Many of the issues we currently see with legacy data sources across the petrochemical space is that databases were built to store data, to lock it away into a vault for safe keeping. Many of these systems were not designed for easy retrieval of data, let alone repurposing of it over time for a growing set of use cases and business needs. Likewise, we see the same approach historically with Data Warehouses, which were often built by massaging data into certain schemas that matched to specific business questions or problems at a certain time. Given the changing variety of data already discussed, it is imperative that future systems be far more malleable and offer users an easier way to run a wide range of analytics for an ever-increasing set of business purposes. Big Analysis looks at how companies want to utilise their data across different business units and across different virtual and physical locations. Therefore, this approach attempts to understand a variety of use cases from the beginning and store the data in a flexible and well annotated way so that analytics is easier to perform now and in the future.

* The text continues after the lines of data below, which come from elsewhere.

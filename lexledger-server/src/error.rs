use accounting_service::AccountingError;
use axum::{
    extract::rejection::{JsonRejection, PathRejection, QueryRejection},
    http::StatusCode,
    response::{IntoResponse, Json, Response},
};
use error_common::{codes, ErrorCategory, ErrorClassification};
use serde::{Deserialize, Serialize};
use thiserror::Error;
use tracing::{error, warn};
use uuid::Uuid;

/// Standard API error response structure
#[derive(Debug, Serialize, Deserialize)]
pub struct ApiErrorResponse {
    /// Unique error ID for tracking
    pub error_id: String,
    /// Stable machine-readable code, e.g. `LEDGER_2002`
    pub error_code: String,
    /// Coarse category: validation, not_found, conflict, storage, internal
    pub error_type: String,
    /// Human-readable error message
    pub message: String,
    pub timestamp: chrono::DateTime<chrono::Utc>,
}

/// Standard API success response wrapper
#[derive(Debug, Serialize, Deserialize)]
pub struct ApiResponse<T> {
    pub success: bool,
    pub data: T,
}

#[derive(Error, Debug)]
pub enum ApiError {
    #[error("Bad request: {message}")]
    BadRequest { message: String },

    #[error("'{action}' deletes data; repeat the request with ?confirm=true")]
    ConfirmationRequired { action: &'static str },

    #[error(transparent)]
    Accounting(#[from] AccountingError),
}

impl ApiError {
    pub fn bad_request(message: impl Into<String>) -> Self {
        Self::BadRequest {
            message: message.into(),
        }
    }

    pub fn status_code(&self) -> StatusCode {
        StatusCode::from_u16(self.category().http_status()).unwrap_or(StatusCode::INTERNAL_SERVER_ERROR)
    }

    /// Storage and internal failures are logged in full but answered generically
    fn public_message(&self) -> String {
        if self.category().is_client_visible() {
            self.to_string()
        } else {
            "The ledger store is temporarily unavailable. Please retry.".to_string()
        }
    }
}

impl ErrorClassification for ApiError {
    fn category(&self) -> ErrorCategory {
        match self {
            ApiError::BadRequest { .. } | ApiError::ConfirmationRequired { .. } => {
                ErrorCategory::Validation
            }
            ApiError::Accounting(e) => e.category(),
        }
    }

    fn code(&self) -> &'static str {
        match self {
            ApiError::BadRequest { .. } => codes::validation::INVALID_FORMAT,
            ApiError::ConfirmationRequired { .. } => codes::validation::MISSING_REQUIRED_FIELD,
            ApiError::Accounting(e) => e.code(),
        }
    }
}

impl IntoResponse for ApiError {
    fn into_response(self) -> Response {
        let error_id = Uuid::new_v4().to_string();
        let status_code = self.status_code();

        if status_code.is_server_error() {
            error!(
                error_id = %error_id,
                error_code = self.code(),
                status_code = status_code.as_u16(),
                error = %self,
                "API error occurred"
            );
        } else {
            warn!(
                error_id = %error_id,
                error_code = self.code(),
                status_code = status_code.as_u16(),
                error = %self,
                "Request rejected"
            );
        }

        let body = ApiErrorResponse {
            error_id,
            error_code: self.code().to_string(),
            error_type: self.category().to_string(),
            message: self.public_message(),
            timestamp: chrono::Utc::now(),
        };

        (status_code, Json(body)).into_response()
    }
}

impl From<JsonRejection> for ApiError {
    fn from(rejection: JsonRejection) -> Self {
        ApiError::bad_request(rejection.body_text())
    }
}

impl From<PathRejection> for ApiError {
    fn from(rejection: PathRejection) -> Self {
        ApiError::bad_request(rejection.body_text())
    }
}

impl From<QueryRejection> for ApiError {
    fn from(rejection: QueryRejection) -> Self {
        ApiError::bad_request(rejection.body_text())
    }
}

/// Helper function to create successful API responses
pub fn api_success<T>(data: T) -> Json<ApiResponse<T>> {
    Json(ApiResponse { success: true, data })
}

/// 201 with the created resource
pub fn api_created<T>(data: T) -> (StatusCode, Json<ApiResponse<T>>) {
    (StatusCode::CREATED, api_success(data))
}

pub type ApiResult<T> = Result<Json<ApiResponse<T>>, ApiError>;
pub type ApiCreated<T> = Result<(StatusCode, Json<ApiResponse<T>>), ApiError>;

#[cfg(test)]
mod tests {
    use super::*;
    use accounting_service::StoreError;

    #[test]
    fn categories_map_to_statuses() {
        let cases = [
            (ApiError::bad_request("bad date"), StatusCode::UNPROCESSABLE_ENTITY),
            (
                AccountingError::not_found("account", Uuid::nil()).into(),
                StatusCode::NOT_FOUND,
            ),
            (
                AccountingError::Conflict("raced".into()).into(),
                StatusCode::CONFLICT,
            ),
            (
                AccountingError::Storage(StoreError::Timeout("slow".into())).into(),
                StatusCode::SERVICE_UNAVAILABLE,
            ),
        ];
        for (error, status) in cases {
            assert_eq!(error.status_code(), status, "{}", error);
        }
    }

    #[test]
    fn storage_details_are_not_exposed() {
        let error: ApiError = AccountingError::Storage(StoreError::Backend("password=hunter2".into())).into();
        assert!(!error.public_message().contains("hunter2"));

        let visible: ApiError = AccountingError::Validation("limit must be positive".into()).into();
        assert!(visible.public_message().contains("limit must be positive"));
    }
}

One key area that relates to Big Analysis is the concept of FAIR Data, initially adopted by the Open Source scientific community (4). FAIR Data is an approach to make data more Findable, Accessible, Interoperable, and Reusable. Like the Data Description Layer of the ADF file discussed previously, FAIR data embraces semantic principles whereby data is logically organised, annotated, and carefully modelled using sound logical and metaphysical principles. FAIR data, in turn, provides an ability to build Data Catalogs where existing (i.e., legacy) data sources can be more easily described via their metadata, making them available for search and analytics. A Data Catalog provides a large enterprise with a means to know where its data sources are, what they contain, who has access to them, how they are governed, security modules, and which connectors (e.g., APIs) are needed for access. Data that can be understood in this manner can be more easily integrated into large-scale, cloud-based applications and available for a variety of applications and analytics.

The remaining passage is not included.